What the task requires: Scan the material below for the string "Debug". Report every line that has it.

Supplied information:
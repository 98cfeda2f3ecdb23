//! End-to-end pipeline tests over an in-memory database.

use amu_guard_core::alerts::MemoryAlertSink;
use amu_guard_core::biomass::{BiomassAggregator, BiomassFilter, BiomassGrouping};
use amu_guard_core::catalog::ReferenceCatalog;
use amu_guard_core::compliance::{
    CollectionInput, ComplianceError, LabAssigner, SampleCoordinator, TestReportInput,
};
use amu_guard_core::config::BiomassConfig;
use amu_guard_core::db::{Database, DbError};
use amu_guard_core::export::ComplianceExporter;
use amu_guard_core::models::{
    AlertKind, AssignmentMethod, DoseTier, Entity, Farm, GeoPoint, Laboratory, Location,
    MedicineCategory, ProductMatrix, RiskCategory, SampleStatus, Treatment,
};
use amu_guard_core::risk::RiskAssessor;
use chrono::NaiveDate;

const ORIGIN: (f64, f64) = (12.5222, 76.8951);

fn date(s: &str) -> NaiveDate {
    NaiveDate::parse_from_str(s, "%Y-%m-%d").unwrap()
}

fn location(district: &str, lat_offset: Option<f64>) -> Location {
    Location {
        state: Some("Karnataka".into()),
        district: Some(district.into()),
        taluk: None,
        coordinates: lat_offset.map(|o| GeoPoint::new(ORIGIN.0 + o, ORIGIN.1)),
    }
}

struct Fixture {
    db: Database,
    catalog: ReferenceCatalog,
    assigner: LabAssigner,
    alerts: MemoryAlertSink,
    farm: Farm,
}

impl Fixture {
    fn new() -> Self {
        let db = Database::open_in_memory().unwrap();
        let mut farm = Farm::new("Hosahalli Dairy".into(), location("Mandya", Some(0.0)));
        farm.farmer_id = Some("farmer-7".into());
        db.insert_farm(&farm).unwrap();
        Self {
            db,
            catalog: ReferenceCatalog::builtin().unwrap(),
            assigner: LabAssigner::default(),
            alerts: MemoryAlertSink::new(),
            farm,
        }
    }

    fn lab(&self, name: &str, loc: Location) -> Laboratory {
        let lab = Laboratory::new(name.into(), loc);
        self.db.insert_laboratory(&lab).unwrap();
        lab
    }

    fn entity(&self, species: &str, matrix: ProductMatrix, population: u32, weight: Option<f64>) -> Entity {
        let mut entity = Entity::new(self.farm.farm_id.clone(), species.into(), matrix);
        entity.population_count = population;
        entity.weight_kg = weight;
        self.db.insert_entity(&entity).unwrap();
        entity
    }

    fn treat(&self, entity: &Entity, medicine: &str, dose: f64, unit: &str, days: u32, start: &str) -> Treatment {
        let mut treatment = Treatment::new(
            entity.entity_id.clone(),
            entity.farm_id.clone(),
            entity.species.clone(),
            medicine.into(),
            dose,
            unit.into(),
            date(start),
        );
        treatment.category = MedicineCategory::Antibiotic;
        treatment.duration_days = days;
        self.db.insert_treatment(&treatment).unwrap();
        treatment
    }

    fn assessor(&self) -> RiskAssessor<'_, Database> {
        RiskAssessor::new(&self.db, &self.catalog, &self.alerts)
    }

    fn coordinator(&self) -> SampleCoordinator<'_, Database> {
        SampleCoordinator::new(&self.db, &self.assigner, &self.alerts)
    }
}

fn report(status: RiskCategory, tested_on: &str) -> TestReportInput {
    TestReportInput {
        detected_residue: 180.0,
        mrl_limit: 200.0,
        final_status: status,
        withdrawal_days_remaining: 0,
        tested_on: date(tested_on),
        remarks: Some("LC-MS/MS".into()),
        certificate_ref: Some("CERT-0042".into()),
    }
}

#[test]
fn test_treatment_to_completed_request() {
    let fx = Fixture::new();
    // ~50 km and ~210 km north of the farm
    let near = fx.lab("Mandya Residue Lab", location("Mandya", Some(0.45)));
    fx.lab("Tumakuru Lab", location("Tumakuru", Some(1.89)));
    let cow = fx.entity("cattle", ProductMatrix::Meat, 1, Some(380.0));
    let treatment = fx.treat(&cow, "Oxytetracycline", 20.0, "mg/kg", 3, "2024-01-01");

    let assessment = fx.assessor().assess(&treatment.treatment_id).unwrap();
    let record = assessment.record;
    assert_eq!(record.dose_tier, DoseTier::Safe);
    assert_eq!(record.risk_category, Some(RiskCategory::Unsafe));
    assert_eq!(record.worst_tissue.as_deref(), Some("muscle"));
    assert_eq!(record.safe_date, Some(date("2024-01-05")));
    assert!(record.verify_hash());

    let coordinator = fx.coordinator();
    let ensured = coordinator
        .ensure_request(&record, date("2024-01-02"))
        .unwrap()
        .unwrap();
    assert!(ensured.created);
    let request = ensured.request;
    assert_eq!(request.assigned_lab_id.as_deref(), Some(near.lab_id.as_str()));
    assert_eq!(request.assignment_method, Some(AssignmentMethod::Nearest));
    assert_eq!(request.farmer_id.as_deref(), Some("farmer-7"));

    assert!(coordinator.due_for_collection(date("2024-01-04")).unwrap().is_empty());
    let due = coordinator.due_for_collection(date("2024-01-05")).unwrap();
    assert_eq!(due.len(), 1);

    let sample = coordinator
        .collect_sample(
            &request.request_id,
            CollectionInput {
                sample_type: "muscle biopsy".into(),
                collected_on: date("2024-01-05"),
                lab_id: near.lab_id.clone(),
                remarks: None,
            },
        )
        .unwrap();
    let outcome = coordinator
        .record_test(&sample.sample_id, report(RiskCategory::Unsafe, "2024-01-08"))
        .unwrap();
    assert!(!outcome.prediction_mismatch);
    let done = coordinator.complete(&request.request_id).unwrap();
    assert_eq!(done.status, SampleStatus::Completed);

    let kinds: Vec<AlertKind> = fx.alerts.drain().into_iter().map(|e| e.kind).collect();
    assert_eq!(
        kinds,
        vec![AlertKind::UnsafeMrl, AlertKind::SafeDateReached, AlertKind::UnsafeMrl]
    );

    let stats = coordinator.lab_statistics(&near.lab_id).unwrap();
    assert_eq!(stats.completed, 1);
    assert_eq!(stats.total(), 1);

    let export = ComplianceExporter::new(&fx.db).export_all().unwrap();
    assert_eq!(export.metadata.record_count, 1);
    assert_eq!(export.metadata.tested_count, 1);
    assert_eq!(export.metadata.mismatch_count, 0);
    assert_eq!(export.metadata.tampered_count, 0);
    let entry = &export.entries[0];
    assert_eq!(entry.request_status, Some(SampleStatus::Completed));
    assert_eq!(entry.certificate_ref.as_deref(), Some("CERT-0042"));
    assert!(entry.hash_verified);
}

#[test]
fn test_reassessment_is_idempotent() {
    let fx = Fixture::new();
    fx.lab("Lab", location("Mandya", None));
    let cow = fx.entity("cattle", ProductMatrix::Meat, 1, None);
    let treatment = fx.treat(&cow, "Oxytetracycline", 35.0, "mg/kg", 3, "2024-02-01");

    let first = fx.assessor().assess(&treatment.treatment_id).unwrap();
    let second = fx.assessor().assess(&treatment.treatment_id).unwrap();
    assert!(first.created);
    assert!(!second.created);
    assert_eq!(first.record.record_id, second.record.record_id);
    assert_eq!(first.record.record_hash, second.record.record_hash);
    assert_eq!(fx.alerts.len(), 2);

    let coordinator = fx.coordinator();
    let a = coordinator.ensure_request(&first.record, date("2024-02-01")).unwrap().unwrap();
    let b = coordinator.ensure_request(&second.record, date("2024-02-01")).unwrap().unwrap();
    assert_eq!(a.request.request_id, b.request.request_id);
    assert!(!b.created);
}

#[test]
fn test_assessed_treatment_is_locked() {
    let fx = Fixture::new();
    let cow = fx.entity("cattle", ProductMatrix::Meat, 1, None);
    let mut treatment = fx.treat(&cow, "Enrofloxacin", 5.0, "mg/kg", 5, "2024-03-01");
    fx.assessor().assess(&treatment.treatment_id).unwrap();

    treatment.dose_amount = 9.0;
    assert!(matches!(
        fx.db.update_treatment(&treatment),
        Err(DbError::Immutable(_))
    ));
}

#[test]
fn test_enrofloxacin_at_safe_max() {
    let fx = Fixture::new();
    let cow = fx.entity("cattle", ProductMatrix::Meat, 1, None);
    let treatment = fx.treat(&cow, "Enrofloxacin", 5.0, "mg/kg", 5, "2024-03-01");
    let record = fx.assessor().assess(&treatment.treatment_id).unwrap().record;

    assert_eq!(record.dose_tier, DoseTier::Safe);
    let muscle = record.tissues.iter().find(|t| t.tissue == "muscle").unwrap();
    assert!(muscle.risk_percent < 100.0);
    let withdrawal = i64::from(record.withdrawal_days.unwrap());
    assert_eq!(
        record.safe_date,
        Some(date("2024-03-01") + chrono::Duration::days(5 + withdrawal))
    );
    assert!(fx.alerts.is_empty());
}

#[test]
fn test_overdosage_follows_tier_not_residue() {
    let fx = Fixture::new();
    let flock = fx.entity("poultry", ProductMatrix::Meat, 500, None);
    let mut treatment = Treatment::new(
        flock.entity_id.clone(),
        flock.farm_id.clone(),
        "poultry".into(),
        "Amoxicillin".into(),
        20.0,
        "mg/kg".into(),
        date("2024-04-01"),
    );
    treatment.route = Some("water".into());
    treatment.duration_days = 3;
    fx.db.insert_treatment(&treatment).unwrap();

    let record = fx.assessor().assess(&treatment.treatment_id).unwrap().record;
    assert_eq!(record.dose_tier, DoseTier::Moderate);
    assert!(!record.overdosage);
    assert_eq!(record.risk_category, Some(RiskCategory::Unsafe));

    let kinds: Vec<AlertKind> = fx.alerts.drain().into_iter().map(|e| e.kind).collect();
    assert_eq!(kinds, vec![AlertKind::HighDosage, AlertKind::UnsafeMrl]);
}

#[test]
fn test_vaccine_is_exempt() {
    let fx = Fixture::new();
    let cow = fx.entity("cattle", ProductMatrix::Milk, 1, None);
    let mut treatment = fx.treat(&cow, "FMD Vaccine", 2.0, "ml", 1, "2024-05-10");
    treatment.category = MedicineCategory::Vaccine;
    treatment.is_vaccine = true;
    fx.db.update_treatment(&treatment).unwrap();

    let record = fx.assessor().assess(&treatment.treatment_id).unwrap().record;
    assert!(record.withdrawal_exempt);
    assert!(record.tissues.is_empty());
    assert_eq!(record.withdrawal_days, Some(0));
    assert_eq!(record.safe_date, Some(record.end_date));
    assert_eq!(record.risk_category, Some(RiskCategory::Safe));
}

#[test]
fn test_unassigned_request_then_manual_assignment() {
    let fx = Fixture::new();
    let cow = fx.entity("cattle", ProductMatrix::Meat, 1, None);
    let treatment = fx.treat(&cow, "Oxytetracycline", 20.0, "mg/kg", 3, "2024-01-01");
    fx.assessor().assess(&treatment.treatment_id).unwrap();

    let coordinator = fx.coordinator();
    let opened = coordinator.sync_pending_requests(date("2024-01-02")).unwrap();
    assert_eq!(opened.len(), 1);
    let request = &opened[0].request;
    assert!(request.assigned_lab_id.is_none());
    assert_eq!(coordinator.unassigned_requests().unwrap().len(), 1);
    assert!(coordinator.sync_pending_requests(date("2024-01-02")).unwrap().is_empty());

    let lab = fx.lab("Late Lab", location("Hassan", None));
    let assigned = coordinator
        .assign_manually(&request.request_id, &lab.lab_id)
        .unwrap();
    assert_eq!(assigned.assigned_lab_id.as_deref(), Some(lab.lab_id.as_str()));
    assert_eq!(assigned.assignment_method, Some(AssignmentMethod::Manual));
    assert!(matches!(
        coordinator.assign_manually(&request.request_id, &lab.lab_id),
        Err(ComplianceError::AlreadyAssigned(_))
    ));
    assert!(coordinator.unassigned_requests().unwrap().is_empty());
}

#[test]
fn test_skipping_collection_is_rejected() {
    let fx = Fixture::new();
    fx.lab("Lab", location("Mandya", None));
    let cow = fx.entity("cattle", ProductMatrix::Meat, 1, None);
    let treatment = fx.treat(&cow, "Oxytetracycline", 20.0, "mg/kg", 3, "2024-01-01");
    let record = fx.assessor().assess(&treatment.treatment_id).unwrap().record;
    let coordinator = fx.coordinator();
    let request = coordinator
        .ensure_request(&record, date("2024-01-02"))
        .unwrap()
        .unwrap()
        .request;

    assert!(matches!(
        coordinator.complete(&request.request_id),
        Err(ComplianceError::InvalidTransition(_))
    ));
    let stored = fx.db.get_sample_request(&request.request_id).unwrap().unwrap();
    assert_eq!(stored.status, SampleStatus::Requested);
}

#[test]
fn test_biomass_over_stored_treatments() {
    let fx = Fixture::new();
    let cow = fx.entity("cattle", ProductMatrix::Milk, 1, Some(400.0));
    let flock = fx.entity("poultry", ProductMatrix::Egg, 1000, None);
    fx.treat(&cow, "Oxytetracycline", 10.0, "mg/kg", 5, "2024-01-10");
    fx.treat(&flock, "Enrofloxacin", 10.0, "mg/kg", 5, "2024-02-03");
    fx.treat(&cow, "Enrofloxacin", 5.0, "mg/kg", 3, "2023-12-20");

    let aggregator = BiomassAggregator::from_config(&BiomassConfig::default());
    let filter = BiomassFilter::between(date("2024-01-01"), date("2024-12-31"));
    let report = aggregator
        .report(&fx.db, &filter, BiomassGrouping::Species)
        .unwrap();

    // cattle: 10 × 5 × 1 × 400 / 1000 = 20; poultry: 10 × 5 × 1000 × 2 / 1000 = 100
    assert_eq!(report.treatment_count, 2);
    assert_eq!(report.distinct_farms, 1);
    assert!((report.total_biomass_kg - 120.0).abs() < 1e-9);
    assert_eq!(report.rows[0].key, "poultry");
    assert_eq!(report.rows[1].key, "cattle");

    let by_month = aggregator
        .report(&fx.db, &BiomassFilter::default(), BiomassGrouping::Month)
        .unwrap();
    let keys: Vec<&str> = by_month.rows.iter().map(|r| r.key.as_str()).collect();
    assert_eq!(keys, vec!["2024-02", "2024-01", "2023-12"]);
}
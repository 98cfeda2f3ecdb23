//! Alert sinks.
//!
//! The pipeline never decides how an alert is delivered. It hands each
//! [`AlertEvent`] to an [`AlertSink`]; the host picks the sink.

use std::sync::Mutex;

use tracing::{info, warn};

use crate::models::{AlertEvent, AlertKind};

pub trait AlertSink: Send + Sync {
    fn emit(&self, event: AlertEvent);
}

/// Writes every alert as a structured `tracing` event.
#[derive(Debug, Default, Clone, Copy)]
pub struct TracingAlertSink;

impl AlertSink for TracingAlertSink {
    fn emit(&self, event: AlertEvent) {
        let treatment = event.treatment_id.as_deref().unwrap_or("-");
        let entity = event.entity_id.as_deref().unwrap_or("-");
        match event.kind {
            AlertKind::SafeDateReached => info!(
                kind = %event.kind,
                treatment_id = treatment,
                entity_id = entity,
                "{}",
                event.message
            ),
            _ => warn!(
                kind = %event.kind,
                treatment_id = treatment,
                entity_id = entity,
                "{}",
                event.message
            ),
        }
    }
}

/// Buffers alerts until the host drains them.
#[derive(Debug, Default)]
pub struct MemoryAlertSink {
    events: Mutex<Vec<AlertEvent>>,
}

impl MemoryAlertSink {
    pub fn new() -> Self {
        Self::default()
    }

    /// Take every buffered alert, oldest first.
    pub fn drain(&self) -> Vec<AlertEvent> {
        std::mem::take(&mut *self.lock())
    }

    pub fn snapshot(&self) -> Vec<AlertEvent> {
        self.lock().clone()
    }

    pub fn len(&self) -> usize {
        self.lock().len()
    }

    pub fn is_empty(&self) -> bool {
        self.len() == 0
    }

    fn lock(&self) -> std::sync::MutexGuard<'_, Vec<AlertEvent>> {
        // A panic while holding the lock cannot leave the Vec half-written.
        self.events.lock().unwrap_or_else(|e| e.into_inner())
    }
}

impl AlertSink for MemoryAlertSink {
    fn emit(&self, event: AlertEvent) {
        self.lock().push(event);
    }
}

/// Fans one alert out to several sinks.
pub struct FanoutAlertSink<'a> {
    sinks: Vec<&'a dyn AlertSink>,
}

impl<'a> FanoutAlertSink<'a> {
    pub fn new(sinks: Vec<&'a dyn AlertSink>) -> Self {
        Self { sinks }
    }
}

impl AlertSink for FanoutAlertSink<'_> {
    fn emit(&self, event: AlertEvent) {
        if let Some((last, rest)) = self.sinks.split_last() {
            for sink in rest {
                sink.emit(event.clone());
            }
            last.emit(event);
        }
    }
}
//! Farm, entity and laboratory database operations.

use rusqlite::{params, OptionalExtension, Row};

use super::{map_write_error, Database, DbError, DbResult};
use crate::models::{Entity, Farm, GeoPoint, Laboratory, Location, ProductMatrix};
use crate::store::LaboratoryStore;

impl Database {
    // ========================================================================
    // Farms
    // ========================================================================

    pub fn insert_farm(&self, farm: &Farm) -> DbResult<()> {
        let (lat, lon) = split_coordinates(&farm.location);
        self.conn
            .execute(
                r#"
                INSERT INTO farms (
                    farm_id, farmer_id, name, state, district, taluk,
                    latitude, longitude, created_at
                ) VALUES (?1, ?2, ?3, ?4, ?5, ?6, ?7, ?8, ?9)
                "#,
                params![
                    farm.farm_id,
                    farm.farmer_id,
                    farm.name,
                    farm.location.state,
                    farm.location.district,
                    farm.location.taluk,
                    lat,
                    lon,
                    farm.created_at,
                ],
            )
            .map_err(|e| map_write_error(e, "farm"))?;
        Ok(())
    }

    pub fn get_farm(&self, farm_id: &str) -> DbResult<Option<Farm>> {
        Ok(self
            .conn
            .query_row(
                r#"
                SELECT farm_id, farmer_id, name, state, district, taluk,
                       latitude, longitude, created_at
                FROM farms
                WHERE farm_id = ?
                "#,
                [farm_id],
                farm_from_row,
            )
            .optional()?)
    }

    pub fn list_farms(&self) -> DbResult<Vec<Farm>> {
        let mut stmt = self.conn.prepare(
            r#"
            SELECT farm_id, farmer_id, name, state, district, taluk,
                   latitude, longitude, created_at
            FROM farms
            ORDER BY name
            "#,
        )?;
        let farms = stmt
            .query_map([], farm_from_row)?
            .collect::<Result<Vec<_>, _>>()?;
        Ok(farms)
    }

    // ========================================================================
    // Entities
    // ========================================================================

    pub fn insert_entity(&self, entity: &Entity) -> DbResult<()> {
        self.conn
            .execute(
                r#"
                INSERT INTO entities (
                    entity_id, farm_id, species, tag_id, batch_name,
                    population_count, weight_kg, product_matrix, created_at
                ) VALUES (?1, ?2, ?3, ?4, ?5, ?6, ?7, ?8, ?9)
                "#,
                params![
                    entity.entity_id,
                    entity.farm_id,
                    entity.species,
                    entity.tag_id,
                    entity.batch_name,
                    entity.population_count,
                    entity.weight_kg,
                    entity.product_matrix.as_str(),
                    entity.created_at,
                ],
            )
            .map_err(|e| map_write_error(e, "entity"))?;
        Ok(())
    }

    pub fn get_entity(&self, entity_id: &str) -> DbResult<Option<Entity>> {
        self.conn
            .query_row(
                r#"
                SELECT entity_id, farm_id, species, tag_id, batch_name,
                       population_count, weight_kg, product_matrix, created_at
                FROM entities
                WHERE entity_id = ?
                "#,
                [entity_id],
                entity_row,
            )
            .optional()?
            .map(|row| row.try_into())
            .transpose()
    }

    pub fn list_entities_for_farm(&self, farm_id: &str) -> DbResult<Vec<Entity>> {
        let mut stmt = self.conn.prepare(
            r#"
            SELECT entity_id, farm_id, species, tag_id, batch_name,
                   population_count, weight_kg, product_matrix, created_at
            FROM entities
            WHERE farm_id = ?
            ORDER BY rowid
            "#,
        )?;
        let rows = stmt.query_map([farm_id], entity_row)?;

        let mut entities = Vec::new();
        for row in rows {
            entities.push(row?.try_into()?);
        }
        Ok(entities)
    }

    // ========================================================================
    // Laboratories
    // ========================================================================

    pub fn insert_laboratory(&self, lab: &Laboratory) -> DbResult<()> {
        let (lat, lon) = split_coordinates(&lab.location);
        self.conn
            .execute(
                r#"
                INSERT INTO laboratories (
                    lab_id, name, state, district, taluk, latitude, longitude, created_at
                ) VALUES (?1, ?2, ?3, ?4, ?5, ?6, ?7, ?8)
                "#,
                params![
                    lab.lab_id,
                    lab.name,
                    lab.location.state,
                    lab.location.district,
                    lab.location.taluk,
                    lat,
                    lon,
                    lab.created_at,
                ],
            )
            .map_err(|e| map_write_error(e, "laboratory"))?;
        Ok(())
    }

    pub fn get_laboratory(&self, lab_id: &str) -> DbResult<Option<Laboratory>> {
        Ok(self
            .conn
            .query_row(
                r#"
                SELECT lab_id, name, state, district, taluk, latitude, longitude, created_at
                FROM laboratories
                WHERE lab_id = ?
                "#,
                [lab_id],
                lab_from_row,
            )
            .optional()?)
    }

    /// All laboratories in creation order.
    pub fn list_laboratories(&self) -> DbResult<Vec<Laboratory>> {
        let mut stmt = self.conn.prepare(
            r#"
            SELECT lab_id, name, state, district, taluk, latitude, longitude, created_at
            FROM laboratories
            ORDER BY rowid
            "#,
        )?;
        let labs = stmt
            .query_map([], lab_from_row)?
            .collect::<Result<Vec<_>, _>>()?;
        Ok(labs)
    }
}

impl LaboratoryStore for Database {
    fn list_laboratories(&self) -> DbResult<Vec<Laboratory>> {
        Database::list_laboratories(self)
    }

    fn get_laboratory(&self, lab_id: &str) -> DbResult<Option<Laboratory>> {
        Database::get_laboratory(self, lab_id)
    }
}

fn split_coordinates(location: &Location) -> (Option<f64>, Option<f64>) {
    match location.coordinates {
        Some(p) => (Some(p.latitude), Some(p.longitude)),
        None => (None, None),
    }
}

fn location_from_columns(
    state: Option<String>,
    district: Option<String>,
    taluk: Option<String>,
    latitude: Option<f64>,
    longitude: Option<f64>,
) -> Location {
    let coordinates = match (latitude, longitude) {
        (Some(lat), Some(lon)) => Some(GeoPoint::new(lat, lon)),
        _ => None,
    };
    Location {
        state,
        district,
        taluk,
        coordinates,
    }
}

fn farm_from_row(row: &Row<'_>) -> rusqlite::Result<Farm> {
    Ok(Farm {
        farm_id: row.get(0)?,
        farmer_id: row.get(1)?,
        name: row.get(2)?,
        location: location_from_columns(row.get(3)?, row.get(4)?, row.get(5)?, row.get(6)?, row.get(7)?),
        created_at: row.get(8)?,
    })
}

fn lab_from_row(row: &Row<'_>) -> rusqlite::Result<Laboratory> {
    Ok(Laboratory {
        lab_id: row.get(0)?,
        name: row.get(1)?,
        location: location_from_columns(row.get(2)?, row.get(3)?, row.get(4)?, row.get(5)?, row.get(6)?),
        created_at: row.get(7)?,
    })
}

/// Intermediate row struct for database mapping.
struct EntityRow {
    entity_id: String,
    farm_id: String,
    species: String,
    tag_id: Option<String>,
    batch_name: Option<String>,
    population_count: u32,
    weight_kg: Option<f64>,
    product_matrix: String,
    created_at: String,
}

fn entity_row(row: &Row<'_>) -> rusqlite::Result<EntityRow> {
    Ok(EntityRow {
        entity_id: row.get(0)?,
        farm_id: row.get(1)?,
        species: row.get(2)?,
        tag_id: row.get(3)?,
        batch_name: row.get(4)?,
        population_count: row.get(5)?,
        weight_kg: row.get(6)?,
        product_matrix: row.get(7)?,
        created_at: row.get(8)?,
    })
}

impl TryFrom<EntityRow> for Entity {
    type Error = DbError;

    fn try_from(row: EntityRow) -> Result<Self, Self::Error> {
        let product_matrix = ProductMatrix::parse(&row.product_matrix).ok_or_else(|| {
            DbError::InvalidData(format!("Unknown product matrix: {}", row.product_matrix))
        })?;

        Ok(Entity {
            entity_id: row.entity_id,
            farm_id: row.farm_id,
            species: row.species,
            tag_id: row.tag_id,
            batch_name: row.batch_name,
            population_count: row.population_count,
            weight_kg: row.weight_kg,
            product_matrix,
            created_at: row.created_at,
        })
    }
}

Solved problem:
#[derive(Debug, Default, Clone, Copy)]
#[derive(Debug, Default)]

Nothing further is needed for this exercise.